• DIRECTIONS FOR THIS TASK: Below are the records; give again exactly the line with "pub(crate) fn http(&self)", the line with "for (slot, payload)", and each line that lies between them, and nothing besides.

Stored items
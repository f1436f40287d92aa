use grid_core::{BatchId, BatchProgress};
use grid_logging::grid_debug;
use reqwest::multipart::{Form, Part};
use reqwest::{Response, StatusCode};
use serde::de::DeserializeOwned;

use crate::{
    ApiError, BatchReceipt, ClientConfig, ConfigError, PollError, ReadyBatch, SubmitError,
    UPLOAD_REJECTED_FALLBACK,
};

/// The two backend calls the upload workflow depends on.
#[async_trait::async_trait]
pub trait BatchApi: Send + Sync {
    /// Sends one multipart upload. Exactly one request per call, no retries.
    async fn upload_batch(&self, batch: &ReadyBatch) -> Result<BatchReceipt, SubmitError>;

    /// Reads the current progress document for a batch.
    async fn fetch_progress(&self, batch_id: &BatchId) -> Result<BatchProgress, PollError>;
}

/// reqwest-backed client for the Strategic Grid REST API.
#[derive(Debug, Clone)]
pub struct GridClient {
    http: reqwest::Client,
    config: ClientConfig,
}

impl GridClient {
    pub fn new(config: ClientConfig) -> Result<Self, ConfigError> {
        let mut builder = reqwest::Client::builder().connect_timeout(config.connect_timeout);
        if let Some(timeout) = config.request_timeout {
            builder = builder.timeout(timeout);
        }
        let http = builder
            .build()
            .map_err(|err| ConfigError::HttpClient(err.to_string()))?;
        Ok(Self { http, config })
    }

    pub fn config(&self) -> &ClientConfig {
        &self.config
    }

    pub(crate) fn http(&self) -> &reqwest::Client {
        &self.http
    }
}

#[async_trait::async_trait]
impl BatchApi for GridClient {
    async fn upload_batch(&self, batch: &ReadyBatch) -> Result<BatchReceipt, SubmitError> {
        let mut form = Form::new();
        for (slot, payload) in batch.files() {
            let part = Part::bytes(payload.bytes.to_vec()).file_name(payload.file_name.clone());
            form = form.part(slot.field_name(), part);
        }
        if let Some(start) = batch.start_index() {
            form = form.text("start_index", start.to_string());
        }
        if let Some(end) = batch.end_index() {
            form = form.text("end_index", end.to_string());
        }

        let url = self.config.endpoint(&["batch", "upload"]);
        let response = self
            .http
            .post(url)
            .multipart(form)
            .send()
            .await
            .map_err(|err| SubmitError::Transport(err.to_string()))?;

        let status = response.status();
        let body = response
            .bytes()
            .await
            .map_err(|err| SubmitError::Transport(err.to_string()))?;

        if !status.is_success() {
            return Err(SubmitError::Rejected {
                status: status.as_u16(),
                message: error_detail(&body)
                    .unwrap_or_else(|| UPLOAD_REJECTED_FALLBACK.to_string()),
            });
        }

        serde_json::from_slice(&body).map_err(|err| SubmitError::InvalidResponse(err.to_string()))
    }

    async fn fetch_progress(&self, batch_id: &BatchId) -> Result<BatchProgress, PollError> {
        let url = self
            .config
            .endpoint(&["batch", batch_id.as_str(), "progress"]);
        let response = self
            .http
            .get(url)
            .send()
            .await
            .map_err(|err| PollError::Transport(err.to_string()))?;

        match response.status() {
            StatusCode::NOT_FOUND => return Err(PollError::NotFound),
            status if !status.is_success() => return Err(PollError::HttpStatus(status.as_u16())),
            _ => {}
        }

        let body = response
            .bytes()
            .await
            .map_err(|err| PollError::Transport(err.to_string()))?;
        serde_json::from_slice(&body).map_err(|err| PollError::Decode(err.to_string()))
    }
}

/// Extracts the `detail` field of an error body.
///
/// String details are returned as-is; structured ones (validation error
/// lists) are returned as compact JSON. Anything unparseable yields `None`.
pub(crate) fn error_detail(body: &[u8]) -> Option<String> {
    let value: serde_json::Value = serde_json::from_slice(body).ok()?;
    match value.get("detail")? {
        serde_json::Value::Null => None,
        serde_json::Value::String(detail) if detail.trim().is_empty() => None,
        serde_json::Value::String(detail) => Some(detail.clone()),
        other => Some(other.to_string()),
    }
}

pub(crate) fn transport(err: reqwest::Error) -> ApiError {
    ApiError::Transport(err.to_string())
}

/// Decodes a JSON body, mapping non-success statuses to [`ApiError::Status`].
pub(crate) async fn read_json<T: DeserializeOwned>(
    response: Response,
    fallback: &str,
) -> Result<T, ApiError> {
    let status = response.status();
    let body = response
        .bytes()
        .await
        .map_err(|err| ApiError::Transport(err.to_string()))?;

    if !status.is_success() {
        grid_debug!("Request failed with status {}", status);
        return Err(ApiError::Status {
            status: status.as_u16(),
            message: error_detail(&body).unwrap_or_else(|| fallback.to_string()),
        });
    }

    serde_json::from_slice(&body).map_err(|err| ApiError::Decode(err.to_string()))
}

• RESULT BELOW:
    pub(crate) fn http(&self) -> &reqwest::Client {
        &self.http
    }
}

#[async_trait::async_trait]
impl BatchApi for GridClient {
    async fn upload_batch(&self, batch: &ReadyBatch) -> Result<BatchReceipt, SubmitError> {
        let mut form = Form::new();
        for (slot, payload) in batch.files() {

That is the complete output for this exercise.